**WHAT IS EXPECTED**
Only the lines from the start of the data through the one containing "reaches its deadline." belong in your answer; return them exactly.

**PROVIDED DATA**
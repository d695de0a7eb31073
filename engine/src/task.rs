use std::time::Duration;

use derive_more::{Display, From};
use log::warn;
use serde::{Deserialize, Serialize};
use strum::EnumString;

use crate::{Error, Result};

/// How long the platform keeps generated media around. Informational only.
pub const GENERATED_MEDIA_VALIDITY: Duration = Duration::from_secs(24 * 60 * 60);

/// Opaque id of a server-side task. The only thing needed to poll it.
#[derive(Debug, Clone, PartialEq, Eq, Hash, Display, From, Serialize, Deserialize)]
#[serde(transparent)]
pub struct TaskHandle(String);

impl TaskHandle {
    pub fn new(id: impl Into<String>) -> Self {
        Self(id.into())
    }

    pub fn as_str(&self) -> &str {
        &self.0
    }
}

impl From<&str> for TaskHandle {
    fn from(id: &str) -> Self {
        Self::new(id)
    }
}

/// Statuses DashScope documents for `output.task_status`
#[derive(Debug, Clone, Copy, PartialEq, Eq, EnumString, strum::Display)]
#[strum(serialize_all = "SCREAMING_SNAKE_CASE")]
pub enum TaskStatus {
    Pending,
    Running,
    Suspended,
    Succeeded,
    Failed,
    Canceled,
}

#[derive(Debug, Clone, PartialEq)]
pub enum TaskResult {
    Pending,
    Running,
    Succeeded(TaskOutput),
    Failed { reason: String },
    /// A status string we don't know. Treated as non-terminal, so the
    /// polling loop keeps going until it reaches its deadline.
    Unrecognized(String),
}

#[derive(Debug, Clone, PartialEq)]
pub struct TaskOutput {
    pub task_id: TaskHandle,
    pub assets: Vec<Asset>,
    /// Items of a batch that failed while the task as a whole succeeded.
    pub failures: Vec<ItemFailure>,
    pub usage: Option<Usage>,
}

#[derive(Debug, Clone, PartialEq, Eq)]
pub struct Asset {
    pub url: String,
    /// The prompt after the platform's rewriting, when it reports one.
    pub actual_prompt: Option<String>,
    pub validity: Duration,
}

impl Asset {
    pub fn new(url: impl Into<String>) -> Self {
        Self {
            url: url.into(),
            actual_prompt: None,
            validity: GENERATED_MEDIA_VALIDITY,
        }
    }
}

#[derive(Debug, Clone, PartialEq, Eq)]
pub struct ItemFailure {
    pub code: String,
    pub message: String,
}

#[derive(Debug, Clone, Default, PartialEq, Deserialize)]
pub struct Usage {
    pub image_count: Option<u32>,
    pub video_count: Option<u32>,
    pub video_duration: Option<f64>,
    pub video_ratio: Option<String>,
}

// ---------------------------------------------------------------------------
// Wire format of `POST .../image-synthesis` and `GET /tasks/{id}`
// ---------------------------------------------------------------------------

#[derive(Debug, Deserialize)]
pub(crate) struct TaskEnvelope {
    pub request_id: Option<String>,
    pub output: Option<WireOutput>,
    pub usage: Option<Usage>,
}

#[derive(Debug, Deserialize)]
pub(crate) struct WireOutput {
    pub task_id: Option<String>,
    pub task_status: Option<String>,
    pub code: Option<String>,
    pub message: Option<String>,
    #[serde(default)]
    pub results: Vec<WireResult>,
    pub video_url: Option<String>,
}

#[derive(Debug, Deserialize)]
pub(crate) struct WireResult {
    pub url: Option<String>,
    pub actual_prompt: Option<String>,
    pub code: Option<String>,
    pub message: Option<String>,
}

impl TaskEnvelope {
    pub(crate) fn into_handle(self) -> Result<TaskHandle> {
        self.output
            .and_then(|o| o.task_id)
            .map(TaskHandle::new)
            .ok_or_else(|| {
                Error::MalformedResponse(format!(
                    "no output.task_id in submit response (request {})",
                    self.request_id.as_deref().unwrap_or("?")
                ))
            })
    }

    pub(crate) fn into_result(self, handle: &TaskHandle) -> Result<TaskResult> {
        let output = self.output.ok_or_else(|| {
            Error::MalformedResponse(format!("no output in status of task {handle}"))
        })?;
        let status = output.task_status.as_deref().ok_or_else(|| {
            Error::MalformedResponse(format!("no output.task_status for task {handle}"))
        })?;

        let Ok(status) = status.parse::<TaskStatus>() else {
            warn!("Task {handle} reported unrecognized status {status:?}");
            return Ok(TaskResult::Unrecognized(status.to_string()));
        };

        Ok(match status {
            TaskStatus::Pending | TaskStatus::Suspended => TaskResult::Pending,
            TaskStatus::Running => TaskResult::Running,
            TaskStatus::Failed => TaskResult::Failed {
                reason: output
                    .message
                    .or(output.code)
                    .unwrap_or_else(|| "unknown error".into()),
            },
            TaskStatus::Canceled => TaskResult::Failed {
                reason: output.message.unwrap_or_else(|| "task was canceled".into()),
            },
            TaskStatus::Succeeded => {
                let mut assets = vec![];
                let mut failures = vec![];
                for item in output.results {
                    match item.url {
                        Some(url) => assets.push(Asset {
                            actual_prompt: item.actual_prompt,
                            ..Asset::new(url)
                        }),
                        None => failures.push(ItemFailure {
                            code: item.code.unwrap_or_default(),
                            message: item.message.unwrap_or_default(),
                        }),
                    }
                }
                if let Some(url) = output.video_url {
                    assets.push(Asset::new(url));
                }
                TaskResult::Succeeded(TaskOutput {
                    task_id: handle.clone(),
                    assets,
                    failures,
                    usage: self.usage,
                })
            }
        })
    }
}

#[cfg(test)]
mod test {
    use super::*;

    fn parse(json: &str) -> Result<TaskResult> {
        serde_json::from_str::<TaskEnvelope>(json)
            .unwrap()
            .into_result(&TaskHandle::new("T1"))
    }

    #[test]
    fn image_results_become_assets_and_failures() {
        let result = parse(
            r#"{
                "request_id": "r",
                "output": {
                    "task_id": "T1",
                    "task_status": "SUCCEEDED",
                    "results": [
                        {"url": "http://x/1.png", "orig_prompt": "a rose", "actual_prompt": "a red rose"},
                        {"code": "DataInspectionFailed", "message": "blocked"}
                    ]
                },
                "usage": {"image_count": 1}
            }"#,
        )
        .unwrap();

        let TaskResult::Succeeded(output) = result else {
            panic!("expected success, got {result:?}");
        };
        assert_eq!(output.assets.len(), 1);
        assert_eq!(output.assets[0].url, "http://x/1.png");
        assert_eq!(output.assets[0].actual_prompt.as_deref(), Some("a red rose"));
        assert_eq!(output.assets[0].validity, GENERATED_MEDIA_VALIDITY);
        assert_eq!(
            output.failures,
            vec![ItemFailure {
                code: "DataInspectionFailed".into(),
                message: "blocked".into()
            }]
        );
        assert_eq!(output.usage.unwrap().image_count, Some(1));
    }

    #[test]
    fn video_url_becomes_single_asset() {
        let result = parse(
            r#"{"output": {"task_id": "T1", "task_status": "SUCCEEDED", "video_url": "http://x/v.mp4"}}"#,
        )
        .unwrap();
        let TaskResult::Succeeded(output) = result else {
            panic!("expected success");
        };
        assert_eq!(output.assets, vec![Asset::new("http://x/v.mp4")]);
    }

    #[test]
    fn failed_message_is_surfaced_verbatim() {
        let result = parse(
            r#"{"output": {"task_id": "T1", "task_status": "FAILED", "code": "Throttling", "message": "quota exceeded"}}"#,
        )
        .unwrap();
        assert_eq!(
            result,
            TaskResult::Failed {
                reason: "quota exceeded".into()
            }
        );
    }

    #[test]
    fn unknown_status_is_kept() {
        let result =
            parse(r#"{"output": {"task_id": "T1", "task_status": "WARMING_UP"}}"#).unwrap();
        assert_eq!(result, TaskResult::Unrecognized("WARMING_UP".into()));
    }

    #[test]
    fn missing_status_is_malformed() {
        let err = parse(r#"{"output": {"task_id": "T1"}}"#).unwrap_err();
        assert!(matches!(err, Error::MalformedResponse(_)), "{err:?}");
    }

    #[test]
    fn submit_without_task_id_is_malformed() {
        let envelope: TaskEnvelope =
            serde_json::from_str(r#"{"request_id": "r-9", "output": {}}"#).unwrap();
        let err = envelope.into_handle().unwrap_err();
        assert_eq!(
            err.to_string(),
            "Malformed response: no output.task_id in submit response (request r-9)"
        );
    }
}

**YOUR SOLUTION**
repository d695de0a7eb31073
filename engine/src/task.rs
use std::time::Duration;

use derive_more::{Display, From};
use log::warn;
use serde::{Deserialize, Serialize};
use strum::EnumString;

use crate::{Error, Result};

/// How long the platform keeps generated media around. Informational only.
pub const GENERATED_MEDIA_VALIDITY: Duration = Duration::from_secs(24 * 60 * 60);

/// Opaque id of a server-side task. The only thing needed to poll it.
#[derive(Debug, Clone, PartialEq, Eq, Hash, Display, From, Serialize, Deserialize)]
#[serde(transparent)]
pub struct TaskHandle(String);

impl TaskHandle {
    pub fn new(id: impl Into<String>) -> Self {
        Self(id.into())
    }

    pub fn as_str(&self) -> &str {
        &self.0
    }
}

impl From<&str> for TaskHandle {
    fn from(id: &str) -> Self {
        Self::new(id)
    }
}

/// Statuses DashScope documents for `output.task_status`
#[derive(Debug, Clone, Copy, PartialEq, Eq, EnumString, strum::Display)]
#[strum(serialize_all = "SCREAMING_SNAKE_CASE")]
pub enum TaskStatus {
    Pending,
    Running,
    Suspended,
    Succeeded,
    Failed,
    Canceled,
}

#[derive(Debug, Clone, PartialEq)]
pub enum TaskResult {
    Pending,
    Running,
    Succeeded(TaskOutput),
    Failed { reason: String },
    /// A status string we don't know. Treated as non-terminal, so the
    /// polling loop keeps going until it reaches its deadline.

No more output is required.